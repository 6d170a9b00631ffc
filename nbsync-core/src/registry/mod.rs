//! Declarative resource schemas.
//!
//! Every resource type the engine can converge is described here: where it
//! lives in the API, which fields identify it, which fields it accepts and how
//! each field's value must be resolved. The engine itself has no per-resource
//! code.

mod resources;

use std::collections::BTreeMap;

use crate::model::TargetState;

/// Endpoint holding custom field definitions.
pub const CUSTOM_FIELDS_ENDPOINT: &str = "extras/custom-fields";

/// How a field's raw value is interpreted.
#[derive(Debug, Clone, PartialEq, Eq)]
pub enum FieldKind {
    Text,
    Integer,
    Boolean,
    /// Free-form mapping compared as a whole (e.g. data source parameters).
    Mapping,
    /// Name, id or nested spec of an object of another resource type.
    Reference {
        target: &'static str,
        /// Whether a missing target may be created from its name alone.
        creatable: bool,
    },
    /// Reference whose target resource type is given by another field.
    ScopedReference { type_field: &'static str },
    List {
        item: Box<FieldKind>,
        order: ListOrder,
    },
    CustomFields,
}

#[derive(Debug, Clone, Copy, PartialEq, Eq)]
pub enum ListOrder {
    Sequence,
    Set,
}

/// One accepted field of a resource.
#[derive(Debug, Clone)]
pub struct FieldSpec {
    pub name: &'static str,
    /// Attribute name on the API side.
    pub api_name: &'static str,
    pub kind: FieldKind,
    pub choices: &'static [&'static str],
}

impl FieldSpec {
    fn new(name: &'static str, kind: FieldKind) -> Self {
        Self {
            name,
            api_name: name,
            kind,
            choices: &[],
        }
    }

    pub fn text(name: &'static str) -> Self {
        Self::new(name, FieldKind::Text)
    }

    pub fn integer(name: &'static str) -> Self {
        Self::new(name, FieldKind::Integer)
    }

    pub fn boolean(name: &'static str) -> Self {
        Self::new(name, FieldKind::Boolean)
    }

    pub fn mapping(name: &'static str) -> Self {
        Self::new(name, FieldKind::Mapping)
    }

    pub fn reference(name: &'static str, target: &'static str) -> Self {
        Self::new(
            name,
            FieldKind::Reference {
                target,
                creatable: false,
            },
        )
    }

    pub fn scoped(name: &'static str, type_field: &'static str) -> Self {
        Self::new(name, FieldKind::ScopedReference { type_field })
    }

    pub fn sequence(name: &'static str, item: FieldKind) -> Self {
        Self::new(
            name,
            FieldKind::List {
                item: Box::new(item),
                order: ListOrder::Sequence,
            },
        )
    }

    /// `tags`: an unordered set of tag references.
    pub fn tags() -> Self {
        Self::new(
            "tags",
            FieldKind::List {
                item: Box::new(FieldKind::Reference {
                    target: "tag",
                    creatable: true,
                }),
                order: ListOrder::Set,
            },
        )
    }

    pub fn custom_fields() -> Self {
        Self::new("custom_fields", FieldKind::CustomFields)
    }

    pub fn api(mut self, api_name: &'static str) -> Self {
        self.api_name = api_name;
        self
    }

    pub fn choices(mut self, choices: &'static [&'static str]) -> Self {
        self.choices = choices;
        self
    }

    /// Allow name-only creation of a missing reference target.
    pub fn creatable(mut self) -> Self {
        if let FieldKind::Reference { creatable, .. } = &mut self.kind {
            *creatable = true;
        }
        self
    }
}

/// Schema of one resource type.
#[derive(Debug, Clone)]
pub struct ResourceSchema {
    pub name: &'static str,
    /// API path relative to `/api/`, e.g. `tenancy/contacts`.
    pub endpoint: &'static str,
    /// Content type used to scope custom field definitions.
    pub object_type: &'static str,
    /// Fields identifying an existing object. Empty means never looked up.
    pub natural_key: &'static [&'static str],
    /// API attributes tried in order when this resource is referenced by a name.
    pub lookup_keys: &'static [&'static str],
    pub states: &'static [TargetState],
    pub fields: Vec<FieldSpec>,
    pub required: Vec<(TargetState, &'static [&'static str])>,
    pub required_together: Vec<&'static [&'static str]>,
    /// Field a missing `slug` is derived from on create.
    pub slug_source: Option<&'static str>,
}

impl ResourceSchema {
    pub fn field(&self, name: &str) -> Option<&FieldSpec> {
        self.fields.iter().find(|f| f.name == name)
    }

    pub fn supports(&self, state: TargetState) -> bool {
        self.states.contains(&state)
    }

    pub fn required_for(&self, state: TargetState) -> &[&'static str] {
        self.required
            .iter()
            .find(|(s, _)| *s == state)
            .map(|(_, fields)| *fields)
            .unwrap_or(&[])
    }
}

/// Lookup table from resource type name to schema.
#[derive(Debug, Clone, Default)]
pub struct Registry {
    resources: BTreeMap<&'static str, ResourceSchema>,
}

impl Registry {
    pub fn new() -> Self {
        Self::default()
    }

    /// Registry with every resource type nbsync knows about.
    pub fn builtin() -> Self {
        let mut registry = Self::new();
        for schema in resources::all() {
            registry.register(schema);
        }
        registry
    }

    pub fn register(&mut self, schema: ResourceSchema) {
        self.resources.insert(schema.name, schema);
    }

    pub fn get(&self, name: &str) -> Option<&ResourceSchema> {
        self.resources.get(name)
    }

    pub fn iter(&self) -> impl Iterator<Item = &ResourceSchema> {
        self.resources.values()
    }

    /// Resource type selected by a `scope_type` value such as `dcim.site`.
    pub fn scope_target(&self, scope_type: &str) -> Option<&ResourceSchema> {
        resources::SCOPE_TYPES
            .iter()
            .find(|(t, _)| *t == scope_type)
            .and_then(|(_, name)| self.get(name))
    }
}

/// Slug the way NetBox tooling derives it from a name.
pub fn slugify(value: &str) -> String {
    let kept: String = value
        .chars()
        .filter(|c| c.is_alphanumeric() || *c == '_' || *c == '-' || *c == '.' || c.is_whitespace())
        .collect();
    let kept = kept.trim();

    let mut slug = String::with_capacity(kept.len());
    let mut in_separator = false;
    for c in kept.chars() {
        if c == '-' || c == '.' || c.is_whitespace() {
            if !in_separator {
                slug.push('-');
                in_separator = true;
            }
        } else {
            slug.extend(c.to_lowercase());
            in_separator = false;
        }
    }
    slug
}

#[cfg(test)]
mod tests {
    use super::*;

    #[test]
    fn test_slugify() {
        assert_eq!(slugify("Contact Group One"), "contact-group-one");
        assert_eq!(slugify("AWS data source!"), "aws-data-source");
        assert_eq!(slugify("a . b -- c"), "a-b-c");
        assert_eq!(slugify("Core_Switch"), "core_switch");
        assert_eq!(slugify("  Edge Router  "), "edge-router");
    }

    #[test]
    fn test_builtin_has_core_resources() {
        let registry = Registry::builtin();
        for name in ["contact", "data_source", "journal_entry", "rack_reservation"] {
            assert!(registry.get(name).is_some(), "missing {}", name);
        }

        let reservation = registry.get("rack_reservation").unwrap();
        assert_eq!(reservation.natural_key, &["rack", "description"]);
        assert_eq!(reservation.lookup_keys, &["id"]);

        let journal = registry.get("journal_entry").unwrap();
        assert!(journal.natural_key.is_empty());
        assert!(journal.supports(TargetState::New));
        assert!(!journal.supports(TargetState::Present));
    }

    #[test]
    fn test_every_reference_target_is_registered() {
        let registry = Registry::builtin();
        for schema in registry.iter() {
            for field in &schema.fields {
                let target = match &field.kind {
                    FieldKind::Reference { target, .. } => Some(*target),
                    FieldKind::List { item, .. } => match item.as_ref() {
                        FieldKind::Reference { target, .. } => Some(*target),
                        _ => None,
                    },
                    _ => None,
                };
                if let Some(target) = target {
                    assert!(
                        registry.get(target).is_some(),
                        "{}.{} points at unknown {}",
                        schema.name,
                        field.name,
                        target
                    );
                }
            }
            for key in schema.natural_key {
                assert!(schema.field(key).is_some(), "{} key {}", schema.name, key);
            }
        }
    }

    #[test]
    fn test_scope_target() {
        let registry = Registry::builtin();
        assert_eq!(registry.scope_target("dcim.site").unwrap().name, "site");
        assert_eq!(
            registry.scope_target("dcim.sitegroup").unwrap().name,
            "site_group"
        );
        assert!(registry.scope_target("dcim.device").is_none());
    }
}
--
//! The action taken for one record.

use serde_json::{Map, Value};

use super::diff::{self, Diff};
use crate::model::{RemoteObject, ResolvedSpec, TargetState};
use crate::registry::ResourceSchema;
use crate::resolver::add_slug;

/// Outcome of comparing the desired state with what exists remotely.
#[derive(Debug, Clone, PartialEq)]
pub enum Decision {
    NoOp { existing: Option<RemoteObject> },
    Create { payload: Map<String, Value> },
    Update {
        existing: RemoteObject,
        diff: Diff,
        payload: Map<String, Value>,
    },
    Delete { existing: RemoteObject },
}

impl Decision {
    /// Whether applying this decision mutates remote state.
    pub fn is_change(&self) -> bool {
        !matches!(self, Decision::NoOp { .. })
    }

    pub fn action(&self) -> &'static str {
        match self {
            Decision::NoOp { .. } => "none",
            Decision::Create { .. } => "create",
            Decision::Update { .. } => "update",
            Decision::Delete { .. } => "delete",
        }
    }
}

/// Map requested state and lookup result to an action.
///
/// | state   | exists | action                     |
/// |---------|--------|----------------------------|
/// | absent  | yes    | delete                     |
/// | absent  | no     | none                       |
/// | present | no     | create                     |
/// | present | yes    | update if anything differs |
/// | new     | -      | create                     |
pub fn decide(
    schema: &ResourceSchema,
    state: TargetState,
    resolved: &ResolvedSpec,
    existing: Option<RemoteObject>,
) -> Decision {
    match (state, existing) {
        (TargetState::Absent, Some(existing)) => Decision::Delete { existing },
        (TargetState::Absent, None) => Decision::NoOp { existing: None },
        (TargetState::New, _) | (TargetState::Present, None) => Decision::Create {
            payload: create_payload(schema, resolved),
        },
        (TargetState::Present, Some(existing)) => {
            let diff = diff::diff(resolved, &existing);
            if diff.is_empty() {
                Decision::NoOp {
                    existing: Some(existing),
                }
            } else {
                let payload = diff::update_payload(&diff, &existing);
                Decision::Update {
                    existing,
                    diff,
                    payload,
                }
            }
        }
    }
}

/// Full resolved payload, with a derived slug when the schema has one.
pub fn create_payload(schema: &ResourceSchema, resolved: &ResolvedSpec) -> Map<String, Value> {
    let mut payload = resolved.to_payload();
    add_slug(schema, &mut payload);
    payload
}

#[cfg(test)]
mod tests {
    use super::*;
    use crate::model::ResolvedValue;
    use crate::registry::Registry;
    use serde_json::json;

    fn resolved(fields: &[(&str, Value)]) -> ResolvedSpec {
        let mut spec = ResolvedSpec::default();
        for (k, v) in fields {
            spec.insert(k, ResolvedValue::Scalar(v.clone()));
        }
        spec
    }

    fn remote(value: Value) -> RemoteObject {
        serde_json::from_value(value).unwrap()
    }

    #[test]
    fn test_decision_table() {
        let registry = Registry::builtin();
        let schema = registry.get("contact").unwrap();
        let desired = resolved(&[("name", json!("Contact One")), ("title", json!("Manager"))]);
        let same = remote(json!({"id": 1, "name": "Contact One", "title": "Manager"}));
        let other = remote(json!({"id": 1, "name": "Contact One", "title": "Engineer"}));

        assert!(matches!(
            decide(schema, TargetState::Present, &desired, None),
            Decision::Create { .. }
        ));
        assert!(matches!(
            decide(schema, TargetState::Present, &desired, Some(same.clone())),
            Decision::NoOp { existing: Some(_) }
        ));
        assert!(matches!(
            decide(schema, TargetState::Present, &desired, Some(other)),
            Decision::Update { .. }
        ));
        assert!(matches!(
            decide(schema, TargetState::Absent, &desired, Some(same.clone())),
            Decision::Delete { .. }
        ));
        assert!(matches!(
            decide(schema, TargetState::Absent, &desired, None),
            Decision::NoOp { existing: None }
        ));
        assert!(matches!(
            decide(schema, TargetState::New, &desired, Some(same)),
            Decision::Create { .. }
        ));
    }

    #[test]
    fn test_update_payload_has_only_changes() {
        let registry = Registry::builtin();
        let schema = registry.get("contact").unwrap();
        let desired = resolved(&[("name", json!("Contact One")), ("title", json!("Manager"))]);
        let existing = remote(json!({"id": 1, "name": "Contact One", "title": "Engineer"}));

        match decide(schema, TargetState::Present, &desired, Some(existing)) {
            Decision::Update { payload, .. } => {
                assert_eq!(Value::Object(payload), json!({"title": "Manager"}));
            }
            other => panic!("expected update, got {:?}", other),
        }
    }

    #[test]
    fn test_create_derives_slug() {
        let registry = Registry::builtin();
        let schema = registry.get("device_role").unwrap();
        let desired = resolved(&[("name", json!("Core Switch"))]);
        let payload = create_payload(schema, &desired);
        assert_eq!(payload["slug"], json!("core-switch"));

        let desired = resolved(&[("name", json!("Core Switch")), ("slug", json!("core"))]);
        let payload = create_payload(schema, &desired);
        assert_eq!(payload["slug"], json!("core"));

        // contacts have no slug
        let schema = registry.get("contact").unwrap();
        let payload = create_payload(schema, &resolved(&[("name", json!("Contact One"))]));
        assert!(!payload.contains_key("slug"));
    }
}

* Task objective *
Copy each line of the material where "String" is found.

* Exercise answer *
pub fn slugify(value: &str) -> String {
    let kept: String = value
    let mut slug = String::with_capacity(kept.len());
    Create { payload: Map<String, Value> },
        payload: Map<String, Value>,
pub fn create_payload(schema: &ResourceSchema, resolved: &ResolvedSpec) -> Map<String, Value> {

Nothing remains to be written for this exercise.